Work request »
Please copy the material under this line exactly, keeping every line.

Supplied records »
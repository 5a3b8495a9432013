//! Baseline checklist for degraded operation.
//!
//! When no rule set and no generated payload is available, callers can
//! still show the documents every application needs. Using it is an
//! explicit caller choice; resolution itself fails fast instead.

use crate::adapter::DEFAULT_DISCLAIMER;
use crate::types::{
    ChecklistBrainItem, ChecklistBrainOutput, DestinationContext, ItemPriority, ItemStatus,
};

fn baseline_item(id: &str, name: &str, description: &str) -> ChecklistBrainItem {
    ChecklistBrainItem {
        id: id.to_owned(),
        status: ItemStatus::Required,
        who_needs_it: "All applicants".to_owned(),
        name: name.to_owned(),
        description: description.to_owned(),
        priority: ItemPriority::High,
        is_core_required: true,
        is_conditional: false,
        ..ChecklistBrainItem::default()
    }
}

/// The documents common to every application, plus the acceptance
/// letter for student visas.
pub fn fallback_checklist(
    destination: &DestinationContext,
    visa_type: &str,
) -> ChecklistBrainOutput {
    let mut documents = vec![
        baseline_item(
            "passport",
            "Valid Passport",
            "Passport valid for at least 6 months beyond intended stay",
        ),
        baseline_item(
            "application_form",
            "Visa Application Form",
            "Completed and signed visa application form",
        ),
        baseline_item(
            "photo",
            "Passport Photo",
            "Recent passport-sized photograph",
        ),
        baseline_item(
            "financial_proof",
            "Financial Proof",
            "Bank statements or proof of sufficient funds",
        ),
    ];

    if visa_type == "student" {
        documents.push(baseline_item(
            "acceptance_letter",
            "Acceptance Letter",
            "Letter of acceptance from educational institution",
        ));
    }

    ChecklistBrainOutput {
        country_code: destination.country_code.clone(),
        country_name: if destination.country_name.is_empty() {
            destination.country_code.clone()
        } else {
            destination.country_name.clone()
        },
        visa_type_code: visa_type.to_owned(),
        visa_type_label: if destination.visa_type_label.is_empty() {
            visa_type.to_owned()
        } else {
            destination.visa_type_label.clone()
        },
        profile_summary: String::new(),
        required_documents: documents,
        disclaimer: DEFAULT_DISCLAIMER.to_owned(),
    }
}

Task solution »
repository 5a3b8495a9432013
//! Baseline checklist for degraded operation.
//!
//! When no rule set and no generated payload is available, callers can
//! still show the documents every application needs. Using it is an
//! explicit caller choice; resolution itself fails fast instead.

use crate::adapter::DEFAULT_DISCLAIMER;
use crate::types::{
    ChecklistBrainItem, ChecklistBrainOutput, DestinationContext, ItemPriority, ItemStatus,
};

fn baseline_item(id: &str, name: &str, description: &str) -> ChecklistBrainItem {
    ChecklistBrainItem {
        id: id.to_owned(),
        status: ItemStatus::Required,
        who_needs_it: "All applicants".to_owned(),
        name: name.to_owned(),
        description: description.to_owned(),
        priority: ItemPriority::High,
        is_core_required: true,
        is_conditional: false,
        ..ChecklistBrainItem::default()
    }
}

/// The documents common to every application, plus the acceptance
/// letter for student visas.
pub fn fallback_checklist(
    destination: &DestinationContext,
    visa_type: &str,
) -> ChecklistBrainOutput {
    let mut documents = vec![
        baseline_item(
            "passport",
            "Valid Passport",
            "Passport valid for at least 6 months beyond intended stay",
        ),
        baseline_item(
            "application_form",
            "Visa Application Form",
            "Completed and signed visa application form",
        ),
        baseline_item(
            "photo",
            "Passport Photo",
            "Recent passport-sized photograph",
        ),
        baseline_item(
            "financial_proof",
            "Financial Proof",
            "Bank statements or proof of sufficient funds",
        ),
    ];

    if visa_type == "student" {
        documents.push(baseline_item(
            "acceptance_letter",
            "Acceptance Letter",
            "Letter of acceptance from educational institution",
        ));
    }

    ChecklistBrainOutput {
        country_code: destination.country_code.clone(),
        country_name: if destination.country_name.is_empty() {
            destination.country_code.clone()
        } else {
            destination.country_name.clone()
        },
        visa_type_code: visa_type.to_owned(),
        visa_type_label: if destination.visa_type_label.is_empty() {
            visa_type.to_owned()
        } else {
            destination.visa_type_label.clone()
        },
        profile_summary: String::new(),
        required_documents: documents,
        disclaimer: DEFAULT_DISCLAIMER.to_owned(),
    }
}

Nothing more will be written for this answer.